Source code for automatic audio split sample

StyrbjornKall · October 4, 2023, 2:09pm

Question/Issue:
There’s a feature in data acquisition that allows a user to split longer audio samples into chunks of specific length (e.g. 5 seconds) containing the “meaningful” information, such as a keyword. It is used in the Responding to your voice - Edge Impulse Documentation (gitbook.io) tutorial.

This is a great feature, however it is manual and with >100 audio samples it becomes unusable. Is the source code for this feature available anywhere so that one may pre-process the data in bulk prior to upload? Would also be interesting to know how it works since I can see that it sometimes does not match what I want.

Thank you!

louis · October 5, 2023, 8:40am

Hello @StyrbjornKall,

If you want to automate this process, you can have also look at our transformation blocks, it is a typical use case for the transformation blocks.
I am not sure the source code is currently publicly available, I’ll ask around and will let you know.

Best,

Louis

aurel · October 5, 2023, 9:20am

Hi @StyrbjornKall,

You can use the 2 following API endpoints to retrieve segments and then split the sample:

Below is some (old) sample python script that should do the work:

API_KEY = "ei_d2a..."
PROJECT_ID = 12345

SEGMENT_LEN = 1000 # 1 sec samples
SHIFT_SEGMENTS = False

headers = {
    "Accept": "application/json",
    "Content-Type": "application/json",
    "x-api-key": API_KEY
}

# List all 'helloworld' samples from testing set
url = "https://studio.edgeimpulse.com/v1/api/" + str(PROJECT_ID) + "/raw-data"
querystring = {"category":"testing", "labels":"[\"helloworld\"]"}

response = requests.request("GET", url, headers=headers, params=querystring).json()

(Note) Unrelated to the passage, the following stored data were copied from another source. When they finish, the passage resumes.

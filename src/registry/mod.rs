//! Pattern and plugin registry.
//!
//! The registry pairs every [`DetectorPlugin`] with the [`TagPattern`] bundle
//! registered under the same key. It is assembled through [`RegistryBuilder`]
//! at start-up and frozen into an immutable [`Registry`] before the first URL
//! is processed; workers share it through an `Arc` without locking.

mod builtin;
mod pattern;
mod plugin;

use std::collections::HashMap;
use std::sync::Arc;

pub use builtin::{builtin_tags, BuiltinTag, BUILTIN_VERSION};
pub use pattern::{TagPattern, TagPatternBuilder};
pub use plugin::{DetectorPlugin, SignaturePlugin};
pub(crate) use plugin::compile_regex_unsafe;

use crate::config::MethodWeights;
use crate::error_handling::ConfigurationError;

/// A plugin together with its pattern bundle.
#[derive(Clone)]
pub struct RegisteredTag {
    key: String,
    plugin: Arc<dyn DetectorPlugin>,
    pattern: Arc<TagPattern>,
}

impl RegisteredTag {
    pub fn key(&self) -> &str {
        &self.key
    }

    pub fn plugin(&self) -> &dyn DetectorPlugin {
        self.plugin.as_ref()
    }

    pub fn pattern(&self) -> &TagPattern {
        &self.pattern
    }
}

impl std::fmt::Debug for RegisteredTag {
    fn fmt(&self, f: &mut std::fmt::Formatter<'_>) -> std::fmt::Result {
        f.debug_struct("RegisteredTag")
            .field("key", &self.key)
            .field("plugin", &self.plugin.name())
            .field("version", &self.plugin.version())
            .finish()
    }
}

/// Frozen set of registered tags, in registration order.
#[derive(Debug)]
pub struct Registry {
    tags: Vec<RegisteredTag>,
}

impl Registry {
    pub fn builder() -> RegistryBuilder {
        RegistryBuilder::default()
    }

    /// Registry with the built-in catalogue only.
    pub fn builtin(weights: &MethodWeights) -> Result<Registry, ConfigurationError> {
        RegistryBuilder::with_builtin(weights)?.build()
    }

    pub fn tags(&self) -> &[RegisteredTag] {
        &self.tags
    }

    pub fn len(&self) -> usize {
        self.tags.len()
    }

    pub fn is_empty(&self) -> bool {
        self.tags.is_empty()
    }

    pub fn get(&self, key: &str) -> Option<&RegisteredTag> {
        self.tags.iter().find(|t| t.key == key)
    }

    /// Pattern bundle for a tag.
    pub fn pattern(&self, key: &str) -> Result<&TagPattern, ConfigurationError> {
        self.get(key)
            .map(RegisteredTag::pattern)
            .ok_or_else(|| ConfigurationError::MissingPattern(key.to_string()))
    }

    /// Every global object some pattern asks the browser to check, deduplicated.
    pub fn watched_globals(&self) -> Vec<String> {
        let mut watched: Vec<String> = Vec::new();
        for tag in &self.tags {
            for global in tag.pattern.globals() {
                if !watched.contains(global) {
                    watched.push(global.clone());
                }
            }
        }
        watched
    }
}

/// Mutable registration phase of a [`Registry`].
///
/// Pattern bundles added without their own weights take the builder's weights.
#[derive(Default)]
pub struct RegistryBuilder {
    plugins: Vec<(String, Arc<dyn DetectorPlugin>)>,
    patterns: HashMap<String, TagPattern>,
    weights: MethodWeights,
}

impl RegistryBuilder {
    /// Empty builder whose unweighted patterns use `weights`.
    pub fn with_weights(weights: &MethodWeights) -> Self {
        Self {
            weights: weights.clone(),
            ..Self::default()
        }
    }

    /// Builder pre-populated with the eight built-in tags.
    pub fn with_builtin(weights: &MethodWeights) -> Result<Self, ConfigurationError> {
        let mut builder = Self::with_weights(weights);
        for tag in builtin_tags(weights)? {
            builder.register(tag.key, tag.plugin)?;
            builder.add_pattern(tag.key, tag.pattern)?;
        }
        Ok(builder)
    }

    /// Registers a plugin under a unique name.
    pub fn register(
        &mut self,
        name: impl Into<String>,
        plugin: Arc<dyn DetectorPlugin>,
    ) -> Result<&mut Self, ConfigurationError> {
        let name = name.into();
        if self.plugins.iter().any(|(existing, _)| *existing == name) {
            return Err(ConfigurationError::DuplicatePlugin(name));
        }
        self.plugins.push((name, plugin));
        Ok(self)
    }

    /// Adds the pattern bundle for a plugin name.
    pub fn add_pattern(
        &mut self,
        name: impl Into<String>,
        mut pattern: TagPattern,
    ) -> Result<&mut Self, ConfigurationError> {
        let name = name.into();
        if self.patterns.contains_key(&name) {
            return Err(ConfigurationError::DuplicatePattern(name));
        }
        if !pattern.explicit_weights {
            pattern.weights = self.weights.clone();
        }
        self.patterns.insert(name, pattern);
        Ok(self)
    }

    /// Freezes the registry. Every plugin needs a pattern bundle under its name.
    pub fn build(mut self) -> Result<Registry, ConfigurationError> {
        if self.plugins.is_empty() {
            return Err(ConfigurationError::EmptyRegistry);
        }

        let mut tags = Vec::with_capacity(self.plugins.len());
        for (key, plugin) in self.plugins {
            let pattern = self
                .patterns
                .remove(&key)
                .ok_or_else(|| ConfigurationError::MissingPattern(key.clone()))?;
            tags.push(RegisteredTag {
                key,
                plugin,
                pattern: Arc::new(pattern),
            });
        }

        for orphan in self.patterns.keys() {
            log::warn!("Pattern bundle '{}' has no registered plugin; ignoring it", orphan);
        }

        Ok(Registry { tags })
    }
}
//! Confidence scoring and verdict labeling.

mod merger;

pub use merger::{DynamicEvidence, MergedTag, Merger, Score};
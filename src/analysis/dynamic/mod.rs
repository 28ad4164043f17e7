//! Dynamic analysis: load the page in a browser and watch what it does.
//!
//! The browser is consumed through [`BrowserDriver`] / [`BrowserSession`]; the
//! Chromium implementation lives in [`chromium`]. [`DynamicAnalyzer`] owns the
//! progressive-load strategy: after the initial observation it keeps sampling in
//! bounded increments while the page shows continuing activity, up to the wait
//! budget. Every sample is run through the plugins and folded into the evidence
//! gathered so far; hits first seen after the initial observation are flagged
//! progressive. The folded evidence is published to a [`DynamicProgress`] after
//! each sample so a caller that abandons the pass still has it.

mod chromium;

use std::sync::Arc;
use std::time::{Duration, Instant};

use async_trait::async_trait;
use log::{debug, warn};
use tokio::sync::{Mutex, Semaphore};
use tokio::time::timeout;

pub use chromium::ChromiumDriver;

use crate::analysis::{run_isolated, EvidenceMap, TagEvidence};
use crate::config::{BROWSER_EVALUATION_TIMEOUT, BROWSER_NAVIGATION_TIMEOUT, INITIAL_OBSERVATION};
use crate::error_handling::BrowserError;
use crate::models::{DomSnapshot, Evidence, NetworkRequest};
use crate::registry::Registry;

/// Everything the page has done since navigation started, sampled at one instant.
///
/// Requests and console lines are cumulative across samples of the same session.
#[derive(Debug, Clone, Default, PartialEq)]
pub struct PageSnapshot {
    pub requests: Vec<NetworkRequest>,
    pub console_logs: Vec<String>,
    pub dom: DomSnapshot,
    pub current_url: String,
    /// The document has not finished loading yet.
    pub loading: bool,
}

impl PageSnapshot {
    /// Whether the page was still doing something between `earlier` and `self`:
    /// new requests, a changed DOM, a route change, or a document still loading.
    pub fn activity_since(&self, earlier: &PageSnapshot) -> bool {
        self.loading
            || self.requests.len() != earlier.requests.len()
            || self.current_url != earlier.current_url
            || self.dom.html != earlier.dom.html
    }
}

/// Opens browser sessions.
#[async_trait]
pub trait BrowserDriver: Send + Sync {
    /// Navigates a fresh context to `url`. `watched` are the `window` globals to report in snapshots.
    async fn open(
        &self,
        url: &str,
        watched: &[String],
        navigation_timeout: Duration,
    ) -> Result<Box<dyn BrowserSession>, BrowserError>;

    /// Releases the browser. Sessions still open afterwards fail.
    async fn shutdown(&self) {}
}

/// One open browser context.
#[async_trait]
pub trait BrowserSession: Send {
    /// Waits `duration`, then samples the page.
    async fn observe(&mut self, duration: Duration) -> Result<PageSnapshot, BrowserError>;

    /// Scrolls and moves the pointer once.
    async fn interact(&mut self) -> Result<(), BrowserError>;

    async fn close(self: Box<Self>);
}

/// Result of a completed dynamic pass.
#[derive(Debug, Clone, Default)]
pub struct DynamicOutcome {
    pub evidence: EvidenceMap,
    /// Increments observed after the initial sample.
    pub extensions: u32,
    pub interacted: bool,
    pub final_url: String,
}

impl DynamicOutcome {
    /// Tags with at least one progressive hit.
    pub fn progressive_tags(&self) -> usize {
        self.evidence
            .values()
            .filter(|tag| tag.evidence.is_progressive())
            .count()
    }
}

/// Evidence folded by a dynamic pass that may still be running.
#[derive(Debug, Default)]
pub struct DynamicProgress {
    evidence: Mutex<Option<EvidenceMap>>,
}

impl DynamicProgress {
    async fn publish(&self, evidence: &EvidenceMap) {
        *self.evidence.lock().await = Some(evidence.clone());
    }

    /// Evidence from every sample taken so far, or `None` before the first one.
    pub async fn snapshot(&self) -> Option<EvidenceMap> {
        self.evidence.lock().await.clone()
    }
}

struct Observation {
    evidence: EvidenceMap,
    final_url: String,
    extensions: u32,
    interacted: bool,
}

/// Drives one browser session per URL, bounded by its own context semaphore.
pub struct DynamicAnalyzer {
    driver: Arc<dyn BrowserDriver>,
    contexts: Arc<Semaphore>,
    wait_increment: Duration,
    navigation_timeout: Duration,
}

impl DynamicAnalyzer {
    pub fn new(driver: Arc<dyn BrowserDriver>, contexts: Arc<Semaphore>, wait_increment: Duration) -> Self {
        Self {
            driver,
            contexts,
            wait_increment,
            navigation_timeout: BROWSER_NAVIGATION_TIMEOUT,
        }
    }

    pub fn with_navigation_timeout(mut self, navigation_timeout: Duration) -> Self {
        self.navigation_timeout = navigation_timeout;
        self
    }

    pub fn driver(&self) -> &Arc<dyn BrowserDriver> {
        &self.driver
    }

    /// Loads `url`, observes it progressively for at most `wait_budget` after the
    /// initial sample, and runs every plugin's `detect_dynamic` on each sample.
    ///
    /// `spa_hint` forces one simulated interaction followed by at least one extra
    /// increment. The session is closed on every path; if this future is dropped
    /// the session's own cleanup takes over and `progress` keeps what was seen.
    pub async fn analyze(
        &self,
        url: &str,
        registry: &Registry,
        wait_budget: Duration,
        spa_hint: bool,
        progress: &DynamicProgress,
    ) -> Result<DynamicOutcome, BrowserError> {
        let _permit = self
            .contexts
            .acquire()
            .await
            .map_err(|_| BrowserError::Unavailable("browser context pool closed".to_string()))?;

        let watched = registry.watched_globals();
        let ceiling = self.navigation_timeout + BROWSER_EVALUATION_TIMEOUT;
        let mut session = match timeout(
            ceiling,
            self.driver.open(url, &watched, self.navigation_timeout),
        )
        .await
        {
            Ok(opened) => opened?,
            Err(_) => return Err(BrowserError::NavigationTimeout(self.navigation_timeout)),
        };

        let observed = self
            .observe_progressively(session.as_mut(), registry, wait_budget, spa_hint, progress)
            .await;
        session.close().await;
        let observation = observed?;

        debug!(
            "Dynamic pass for {} finished after {} extension(s){}",
            url,
            observation.extensions,
            if observation.interacted { " with interaction" } else { "" }
        );

        Ok(DynamicOutcome {
            evidence: observation.evidence,
            extensions: observation.extensions,
            interacted: observation.interacted,
            final_url: observation.final_url,
        })
    }

    async fn sample(
        &self,
        session: &mut dyn BrowserSession,
        duration: Duration,
    ) -> Result<PageSnapshot, BrowserError> {
        match timeout(duration + BROWSER_EVALUATION_TIMEOUT, session.observe(duration)).await {
            Ok(snapshot) => snapshot,
            Err(_) => Err(BrowserError::Evaluation(format!(
                "page sample did not return within {:?}",
                duration + BROWSER_EVALUATION_TIMEOUT
            ))),
        }
    }

    async fn observe_progressively(
        &self,
        session: &mut dyn BrowserSession,
        registry: &Registry,
        wait_budget: Duration,
        spa_hint: bool,
        progress: &DynamicProgress,
    ) -> Result<Observation, BrowserError> {
        let at_load = self.sample(session, Duration::ZERO).await?;
        let mut evidence = detect(registry, &at_load);
        progress.publish(&evidence).await;

        let initial = self.sample(session, INITIAL_OBSERVATION).await?;
        evidence = fold(evidence, detect(registry, &initial), Evidence::union);
        progress.publish(&evidence).await;

        let deadline = Instant::now() + wait_budget;
        let mut active = initial.activity_since(&at_load);
        let mut pending_interaction = spa_hint;
        let mut interacted = false;
        let mut extensions = 0;
        let mut latest = initial;

        loop {
            let remaining = deadline.saturating_duration_since(Instant::now());
            if remaining.is_zero() || !(active || pending_interaction) {
                break;
            }
            if pending_interaction {
                pending_interaction = false;
                match timeout(BROWSER_EVALUATION_TIMEOUT, session.interact()).await {
                    Ok(Ok(())) => interacted = true,
                    Ok(Err(e)) => warn!("Simulated interaction failed: {}", e),
                    Err(_) => warn!("Simulated interaction timed out"),
                }
            }
            let next = self
                .sample(session, self.wait_increment.min(remaining))
                .await?;
            extensions += 1;
            evidence = fold(evidence, detect(registry, &next), Evidence::with_progressive);
            progress.publish(&evidence).await;
            active = next.activity_since(&latest);
            latest = next;
        }

        Ok(Observation {
            evidence,
            final_url: latest.current_url,
            extensions,
            interacted,
        })
    }
}

fn detect(registry: &Registry, snapshot: &PageSnapshot) -> EvidenceMap {
    registry
        .tags()
        .iter()
        .map(|tag| {
            let plugin = tag.plugin();
            let outcome = run_isolated(plugin.name(), || {
                plugin.detect_dynamic(
                    &snapshot.requests,
                    &snapshot.console_logs,
                    &snapshot.dom,
                    tag.pattern(),
                )
            });
            (tag.key().to_string(), outcome)
        })
        .collect()
}

/// Folds one sample's detections into the evidence gathered so far.
fn fold(
    gathered: EvidenceMap,
    mut sample: EvidenceMap,
    combine: fn(&Evidence, &Evidence) -> Evidence,
) -> EvidenceMap {
    let mut folded: EvidenceMap = gathered
        .into_iter()
        .map(|(key, earlier)| {
            let later = sample.remove(&key).unwrap_or_default();
            let evidence = combine(&earlier.evidence, &later.evidence);
            let fault = later.fault.or(earlier.fault);
            (key, TagEvidence { evidence, fault })
        })
        .collect();
    for (key, later) in sample {
        let evidence = combine(&Evidence::empty(), &later.evidence);
        folded.insert(
            key,
            TagEvidence {
                evidence,
                fault: later.fault,
            },
        );
    }
    folded
}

print("Number of samples to segment: " + str(len(response["samples"])))

# Loop over samples
for sample in response["samples"]:

    # find 1 sec segments
    url = "https://studio.edgeimpulse.com/v1/api/" + str(PROJECT_ID) + "/raw-data/" + str(sample["id"]) + "/find-segments"
    payload = {
    "shiftSegments": SHIFT_SEGMENTS,
    "segmentLengthMs": SEGMENT_LEN
    }

    response = requests.request("POST", url, json=payload, headers=headers).json()

    if response["success"]:
        print("Found segments for sample " + str(sample["id"]))

        # segment samples
        url = "https://studio.edgeimpulse.com/v1/api/" + str(PROJECT_ID) + "/raw-data/" + str(sample["id"]) + "/segment"
        payload = {"segments": response["segments"]}

        response = requests.request("POST", url, json=payload, headers=headers).json()

        if response["success"]:
            print("Sample " + str(sample["id"]) + " segmented")
        else:
            print("ERROR: sample " + str(sample["id"]) + " cannot be segmented")
            print(response)
    else:
        print("ERROR: Cannot find segments for sample " + str(sample["id"]))

Aurelien

StyrbjornKall · October 5, 2023, 12:13pm

Thanks to you both for the quick replies!

@aurel I will try the api solution!

@louis out of curiosity the actual code that makes this happen would be interesting to see, been trying a bunch of librosa methods but don’t quite get the same behavior nor ease.